## Task directions
Examine each line of the data. Copy those that contain the string "SalesCommands".

## Material shown
// ==========================================
// 测试数据构建器 - 用于集成测试
// ==========================================
// 构建后端 JSON 响应体
// ==========================================

use serde_json::{json, Value};

// ==========================================
// 销售记录构建器
// ==========================================

pub struct SalesRecordBuilder {
    id: String,
    date: String,
    rice_type: String,
    quantity_kg: f64,
    price_per_kg: f64,
    closed: bool,
}

impl SalesRecordBuilder {
    pub fn new(id: &str, date: &str) -> Self {
        Self {
            id: id.to_string(),
            date: date.to_string(),
            rice_type: "SIERRA RED RAW RICE -5KG".to_string(),
            quantity_kg: 10.0,
            price_per_kg: 250.0,
            closed: false,
        }
    }

    pub fn rice_type(mut self, rice_type: &str) -> Self {
        self.rice_type = rice_type.to_string();
        self
    }

    pub fn quantity(mut self, quantity_kg: f64) -> Self {
        self.quantity_kg = quantity_kg;
        self
    }

    pub fn closed(mut self) -> Self {
        self.closed = true;
        self
    }

    pub fn build(self) -> Value {
        json!({
            "_id": self.id,
            "date": self.date,
            "rice_type": self.rice_type,
            "quantity_kg": self.quantity_kg,
            "gross_amount": self.quantity_kg * self.price_per_kg,
            "price_per_kg": self.price_per_kg,
            "closed": self.closed,
        })
    }
}

// ==========================================
// 库存批次构建器
// ==========================================

pub struct InventoryBatchBuilder {
    id: String,
    batch_no: String,
    rice_type: String,
    warehouse: String,
    quantity: f64,
    date_received: String,
}

impl InventoryBatchBuilder {
    pub fn new(id: &str, batch_no: &str) -> Self {
        Self {
            id: id.to_string(),
            batch_no: batch_no.to_string(),
            rice_type: "SIERRA WHITE BASMATHI RICE -5KG".to_string(),
            warehouse: "Main".to_string(),
            quantity: 100.0,
            date_received: "2025-04-01".to_string(),
        }
    }

    pub fn warehouse(mut self, warehouse: &str) -> Self {
        self.warehouse = warehouse.to_string();
        self
    }

    pub fn quantity(mut self, quantity: f64) -> Self {
        self.quantity = quantity;
        self
    }

    pub fn received(mut self, date: &str) -> Self {
        self.date_received = date.to_string();
        self
    }

    pub fn build(self) -> Value {
        json!({
            "id": self.id,
            "riceType": self.rice_type,
            "quantity": self.quantity,
            "warehouse": self.warehouse,
            "batchNo": self.batch_no,
            "dateReceived": self.date_received,
        })
    }
}

// ==========================================
// 报表响应
// ==========================================

pub fn report_summary() -> Value {
    json!({
        "total_sales_kg": 1500.0,
        "total_revenue": 375000.0,
        "most_sold": "SIERRA RED RAW RICE -5KG",
        "least_sold": "SIERRA KEERI SAMBA RICE -5KG",
        "avg_per_day": 50.0,
        "date_range": { "from": "2025-01-01", "to": "2025-01-30" }
    })
}

pub fn model_info() -> Value {
    json!({
        "model_name": "prophet",
        "training_date": "2025-05-01",
        "forecast_horizon_days": 30,
        "total_rice_types_modeled": 2,
        "total_records_used": 1200,
        "per_rice_type_metrics": [
            { "rice_type": "SIERRA RED RAW RICE -5KG", "mae": 3.25, "r2_score": 0.91 },
            { "rice_type": "SIERRA WHITE BASMATHI RICE -5KG", "mae": 4.5, "r2_score": 0.87 }
        ]
    })
}

pub fn forecast_points() -> Value {
    json!([
        { "date": "2025-06-01", "rice_type": "SIERRA RED RAW RICE -5KG", "forecast": 12.5 },
        { "date": "2025-06-02", "rice_type": "SIERRA RED RAW RICE -5KG", "forecast": 13.0 },
        { "date": "2025-06-01", "rice_type": "SIERRA WHITE BASMATHI RICE -5KG", "forecast": 8.0 }
    ])
}

pub fn inventory_impact() -> Value {
    json!([
        {
            "riceType": "SIERRA RED RAW RICE -5KG",
            "current_stock_kg": 100.0,
            "forecast_30_days_qty": 150.0,
            "post_forecast_stock_kg": -50.0,
            "status": "Understock"
        },
        {
            "riceType": "SIERRA WHITE BASMATHI RICE -5KG",
            "current_stock_kg": 400.0,
            "forecast_30_days_qty": 90.0,
            "post_forecast_stock_kg": 310.0,
            "status": "Sufficient"
        }
    ])
}

pub fn rice_breakdown() -> Value {
    json!({
        "data": [
            {
                "rice_type": "SIERRA RED RAW RICE -5KG",
                "total_quantity": 900.0,
                "total_revenue": 225000.0,
                "avg_price_per_kg": 250.0
            }
        ],
        "earliest_date": "2025-01-01",
        "latest_date": "2025-01-30"
    })
}

pub fn inventory_distribution() -> Value {
    json!([
        InventoryBatchBuilder::new("1", "B-100").warehouse("North").build(),
        InventoryBatchBuilder::new("2", "B-200")
            .warehouse("South")
            .quantity(40.0)
            .received("2025-05-10")
            .build(),
    ])
}
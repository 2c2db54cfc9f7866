use std::sync::atomic::{AtomicBool, AtomicU64, Ordering};
use std::time::{Duration, Instant};

static PERF_HTTP_ENABLED: AtomicBool = AtomicBool::new(true);
static SLOW_REQUEST_THRESHOLD_MS: AtomicU64 = AtomicU64::new(1_000);

static HTTP_REQUEST_COUNT: AtomicU64 = AtomicU64::new(0);
static SLOW_REQUEST_COUNT: AtomicU64 = AtomicU64::new(0);

fn is_true(v: &str) -> bool {
    matches!(
        v.trim().to_lowercase().as_str(),
        "1" | "true" | "yes" | "y" | "on"
    )
}

/// 读取 HTTP 计数开关与慢请求阈值
///
/// 开关：
/// - 默认开启
/// - `RICE_MILL_PERF_HTTP=0` 关闭计数
/// - `RICE_MILL_SLOW_REQUEST_MS=500` 配置慢请求阈值（毫秒）
pub fn install_http_tracing() {
    let enabled = match std::env::var("RICE_MILL_PERF_HTTP") {
        Ok(v) => is_true(&v),
        Err(_) => true,
    };
    PERF_HTTP_ENABLED.store(enabled, Ordering::Relaxed);

    let slow_ms = std::env::var("RICE_MILL_SLOW_REQUEST_MS")
        .ok()
        .and_then(|v| v.trim().parse::<u64>().ok())
        .unwrap_or(if cfg!(debug_assertions) { 500 } else { 1_000 });
    SLOW_REQUEST_THRESHOLD_MS.store(slow_ms, Ordering::Relaxed);
}

/// 记录一次已完成的 HTTP 请求（由传输层调用）
pub fn record_http_request(method: &str, path: &str, duration: Duration) {
    if !PERF_HTTP_ENABLED.load(Ordering::Relaxed) {
        return;
    }
    HTTP_REQUEST_COUNT.fetch_add(1, Ordering::Relaxed);

    let ms = duration.as_millis() as u64;
    let threshold = SLOW_REQUEST_THRESHOLD_MS.load(Ordering::Relaxed);
    if threshold > 0 && ms >= threshold {
        SLOW_REQUEST_COUNT.fetch_add(1, Ordering::Relaxed);
        tracing::warn!(
            target: "slow_http",
            duration_ms = ms,
            method,
            path,
            "slow request"
        );
    }
}

/// 进程内累计请求数
pub fn http_request_count() -> u64 {
    HTTP_REQUEST_COUNT.load(Ordering::Relaxed)
}

/// 性能统计 Guard：记录 elapsed_ms + HTTP 请求数 + 慢请求数
///
/// 并发任务共用计数器，guard 统计的是其存活期间进程内发出的全部请求
///
/// 使用方式：
/// ```ignore
/// let _perf = rice_mill_report::perf::PerfGuard::new("load_dashboard");
/// // do work...
/// ```
pub struct PerfGuard {
    op: &'static str,
    start: Instant,
    http_start: u64,
    slow_http_start: u64,
}

impl PerfGuard {
    pub fn new(op: &'static str) -> Self {
        Self {
            op,
            start: Instant::now(),
            http_start: HTTP_REQUEST_COUNT.load(Ordering::Relaxed),
            slow_http_start: SLOW_REQUEST_COUNT.load(Ordering::Relaxed),
        }
    }
}

impl Drop for PerfGuard {
    fn drop(&mut self) {
        let elapsed_ms = self.start.elapsed().as_millis() as u64;
        let http_count = HTTP_REQUEST_COUNT
            .load(Ordering::Relaxed)
            .saturating_sub(self.http_start);
        let slow_http_count = SLOW_REQUEST_COUNT
            .load(Ordering::Relaxed)
            .saturating_sub(self.slow_http_start);

        tracing::info!(
            target: "perf",
            op = self.op,
            elapsed_ms,
            http_count,
            slow_http_count,
            "done"
        );
    }
}
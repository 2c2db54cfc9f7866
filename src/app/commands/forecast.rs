use crate::app::state::AppState;
use crate::report::render::TableView;

use super::common::{map_api_error, to_json, write_export};

// ==========================================
// 预测命令
// ==========================================

pub async fn forecast(
    state: &AppState,
    rice_type: &str,
    export: bool,
    json: bool,
) -> Result<String, String> {
    let forecast = state
        .forecast_api
        .fetch(rice_type)
        .await
        .map_err(map_api_error)?;

    let mut out = if json {
        to_json(&forecast)?
    } else {
        format!(
            "{}\n{}\nTotal: {:.2} KG",
            forecast.rice_type,
            TableView::from_rows(&forecast.forecasts, 1, 1).render(),
            forecast.total_quantity()
        )
    };

    if export {
        let (file_name, bytes) = state
            .forecast_api
            .export_csv(&forecast)
            .map_err(map_api_error)?;
        let path = write_export(&state.config.output_dir(), &file_name, &bytes)?;
        out.push_str(&format!("\nExported {}", path.display()));
    }
    Ok(out)
}
// ==========================================
// 米厂报表客户端 - 报表层
// ==========================================
// 职责: 分区渲染器、过滤结果存储、报表组合器
// 数据流: 分区 --发布--> FilteredSubsetStore --导出时读取--> ReportComposer
// ==========================================

pub mod composer;
pub mod document;
pub mod render;
pub mod sections;
pub mod subsets;

pub use composer::{ComposerState, ReportComposer};
pub use document::{BlockBody, ReportBlock, ReportDocument, DEFAULT_CSV_FILE_NAME, DEFAULT_PDF_FILE_NAME};
pub use render::TableView;
pub use sections::{
    AccuracySection, DistributionFilter, ForecastFilter, ForecastTableSection,
    InventoryDistributionSection, InventoryImpactSection, ReportSectionRenderer,
    RiceBreakdownSection, SectionBody, SectionView, SummarySection,
};
pub use subsets::{FilteredSubsetStore, OnFilteredChange, SectionData};
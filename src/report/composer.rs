// ==========================================
// 米厂报表客户端 - 报表组合器
// ==========================================
// 职责: 维护分区勾选表，按规范顺序把已勾选且非空的分区组合成文档
// 状态机: Idle -> Composing -> Idle（同步执行，不可取消）
// 红线: 未勾选任何分区时拒绝导出
// ==========================================

use crate::domain::types::{ExportFormat, SectionKey};
use crate::export::error::{ExportError, ExportResult};
use crate::export::{csv_export, pdf};
use crate::i18n::t_in;
use crate::report::document::{ReportBlock, ReportDocument};
use crate::report::subsets::FilteredSubsetStore;
use std::collections::BTreeMap;

/// 内置 PDF 字体无法输出当前语言时使用的语言
pub const PDF_FALLBACK_LOCALE: &str = "en";

#[derive(Debug, Clone, Copy, PartialEq, Eq)]
pub enum ComposerState {
    Idle,
    Composing,
}

pub struct ReportComposer {
    selection: BTreeMap<SectionKey, bool>,
    state: ComposerState,
    locale: String,
}

impl ReportComposer {
    /// 初始全部未勾选
    pub fn new(locale: &str) -> Self {
        Self {
            selection: SectionKey::CANONICAL_ORDER
                .iter()
                .map(|k| (*k, false))
                .collect(),
            state: ComposerState::Idle,
            locale: locale.to_string(),
        }
    }

    pub fn state(&self) -> ComposerState {
        self.state
    }

    pub fn locale(&self) -> &str {
        &self.locale
    }

    pub fn set_locale(&mut self, locale: &str) {
        self.locale = locale.to_string();
    }

    /// 切换勾选；返回切换后的值
    pub fn toggle(&mut self, key: SectionKey) -> bool {
        let entry = self.selection.entry(key).or_insert(false);
        *entry = !*entry;
        *entry
    }

    pub fn set(&mut self, key: SectionKey, selected: bool) {
        self.selection.insert(key, selected);
    }

    pub fn select_all(&mut self, selected: bool) {
        for value in self.selection.values_mut() {
            *value = selected;
        }
    }

    pub fn is_selected(&self, key: SectionKey) -> bool {
        self.selection.get(&key).copied().unwrap_or(false)
    }

    /// 已勾选分区（规范顺序）
    pub fn selected(&self) -> Vec<SectionKey> {
        SectionKey::CANONICAL_ORDER
            .iter()
            .copied()
            .filter(|k| self.is_selected(*k))
            .collect()
    }

    /// 导出按钮是否可用
    pub fn can_export(&self) -> bool {
        self.selection.values().any(|v| *v)
    }

    /// 组合文档
    ///
    /// # 返回
    /// - 未勾选任何分区: NothingSelected
    /// - 已勾选但过滤结果为空的分区不出现在文档中
    pub fn compose(&mut self, store: &FilteredSubsetStore) -> ExportResult<ReportDocument> {
        let locale = self.locale.clone();
        self.compose_in(store, &locale)
    }

    fn compose_in(&mut self, store: &FilteredSubsetStore, locale: &str) -> ExportResult<ReportDocument> {
        if !self.can_export() {
            return Err(ExportError::NothingSelected);
        }
        self.state = ComposerState::Composing;

        let mut document = ReportDocument::new(t_in(locale, "report.document_title", &[]));
        for key in self.selected() {
            let data = store.get(key);
            match ReportBlock::from_section(&data, locale) {
                Some(block) => document.blocks.push(block),
                None => tracing::debug!(section = %key, "分区无数据，跳过"),
            }
        }

        self.state = ComposerState::Idle;
        tracing::info!(
            selected = self.selected().len(),
            blocks = document.blocks.len(),
            "报表组合完成"
        );
        Ok(document)
    }

    /// 组合并写成指定格式的字节
    ///
    /// PDF 只有 WinAnsi 字体；标题等无法输出时以 PDF_FALLBACK_LOCALE 重新组合
    pub fn export(&mut self, store: &FilteredSubsetStore, format: ExportFormat) -> ExportResult<Vec<u8>> {
        let document = self.compose(store)?;
        match format {
            ExportFormat::Pdf if pdf::headings_encodable(&document) => Ok(pdf::write_report(&document)),
            ExportFormat::Pdf => {
                tracing::warn!(
                    locale = %self.locale,
                    fallback = PDF_FALLBACK_LOCALE,
                    "PDF 字体不支持当前语言，改用回退语言"
                );
                let document = self.compose_in(store, PDF_FALLBACK_LOCALE)?;
                Ok(pdf::write_report(&document))
            }
            ExportFormat::Csv => csv_export::write_report(&document),
        }
    }
}
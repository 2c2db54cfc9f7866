use crate::api::sales_api::{ADMIN_SALES_EXPORT_FILE_NAME, SEARCH_EXPORT_FILE_NAME};
use crate::app::cli::{SalesCommands, SalesFilterArgs};
use crate::app::state::AppState;
use crate::domain::sales::{ManualEntry, SalesQuery, SalesRecordUpdate, SearchDataRequest};
use crate::report::render::TableView;

use super::common::{map_api_error, to_json, write_export};

// ==========================================
// 销售相关命令
// ==========================================

/// 过滤参数 -> 查询状态
fn build_query(filter: &SalesFilterArgs, page_size: u32) -> SalesQuery {
    SalesQuery {
        rice_type: filter.rice_type.clone(),
        from_date: filter.from.clone(),
        to_date: filter.to.clone(),
        price: filter.price.clone(),
        closed: filter.closed,
        limit: page_size,
        ..SalesQuery::default()
    }
}

fn table_output(view: &TableView, json: bool) -> Result<String, String> {
    if json {
        to_json(view)
    } else {
        Ok(view.render())
    }
}

pub async fn run(state: &AppState, command: SalesCommands, json: bool) -> Result<String, String> {
    let page_size = state.config.sales_page_size();
    match command {
        SalesCommands::Table {
            filter,
            sort_field,
            sort_order,
            page,
        } => {
            let mut query = build_query(&filter, page_size);
            query.sort_field = sort_field;
            query.sort_order = sort_order;
            query.page = page;
            let view = state
                .sales_api
                .user_table(&query)
                .await
                .map_err(map_api_error)?;
            table_output(&view, json)
        }

        SalesCommands::Admin {
            filter,
            page,
            export,
        } => {
            let query = build_query(&filter, page_size);
            let table = state
                .sales_api
                .admin_table(&query, page)
                .await
                .map_err(map_api_error)?;
            let mut out = table_output(&table.view(), json)?;
            if export {
                let bytes = state
                    .sales_api
                    .export_admin_csv(&query)
                    .await
                    .map_err(map_api_error)?;
                let path = write_export(&state.config.output_dir(), ADMIN_SALES_EXPORT_FILE_NAME, &bytes)?;
                out.push_str(&format!("\nExported {}", path.display()));
            }
            Ok(out)
        }

        SalesCommands::Update {
            id,
            quantity_kg,
            gross_amount,
            price_per_kg,
        } => {
            let update = SalesRecordUpdate {
                quantity_kg,
                gross_amount,
                price_per_kg,
            };
            let records = state
                .sales_api
                .update_record(&id, &update, &SalesQuery::default())
                .await
                .map_err(map_api_error)?;
            Ok(format!("Record {} updated ({} records)", id, records.len()))
        }

        SalesCommands::Entry {
            date,
            rice_type,
            quantity_kg,
            price_per_kg,
        } => {
            let entry = ManualEntry {
                date,
                rice_type,
                quantity_kg,
                price_per_kg,
                closed: false,
            };
            let resp = state
                .sales_api
                .submit_manual_entries(std::slice::from_ref(&entry))
                .await
                .map_err(map_api_error)?;
            if json {
                to_json(&resp)
            } else {
                Ok("Entry submitted".to_string())
            }
        }

        SalesCommands::ShopClosed { date } => {
            state
                .sales_api
                .mark_shop_closed(&date)
                .await
                .map_err(map_api_error)?;
            Ok(format!("{} marked as shop closed", date.trim()))
        }

        SalesCommands::Search {
            rice_type,
            from,
            to,
            export,
        } => {
            let request = SearchDataRequest {
                rice_type,
                from_date: from,
                to_date: to,
            };
            let rows = state
                .sales_api
                .search(&request)
                .await
                .map_err(map_api_error)?;
            let view = TableView::from_rows(&rows, 1, 1);
            let mut out = table_output(&view, json)?;
            if export {
                let bytes = state
                    .sales_api
                    .export_search_csv(&rows)
                    .map_err(map_api_error)?;
                let path = write_export(&state.config.output_dir(), SEARCH_EXPORT_FILE_NAME, &bytes)?;
                out.push_str(&format!("\nExported {}", path.display()));
            }
            Ok(out)
        }
    }
}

## Exercise output
use crate::app::cli::{SalesCommands, SalesFilterArgs};
pub async fn run(state: &AppState, command: SalesCommands, json: bool) -> Result<String, String> {
        SalesCommands::Table {
        SalesCommands::Admin {
        SalesCommands::Update {
        SalesCommands::Entry {
        SalesCommands::ShopClosed { date } => {
        SalesCommands::Search {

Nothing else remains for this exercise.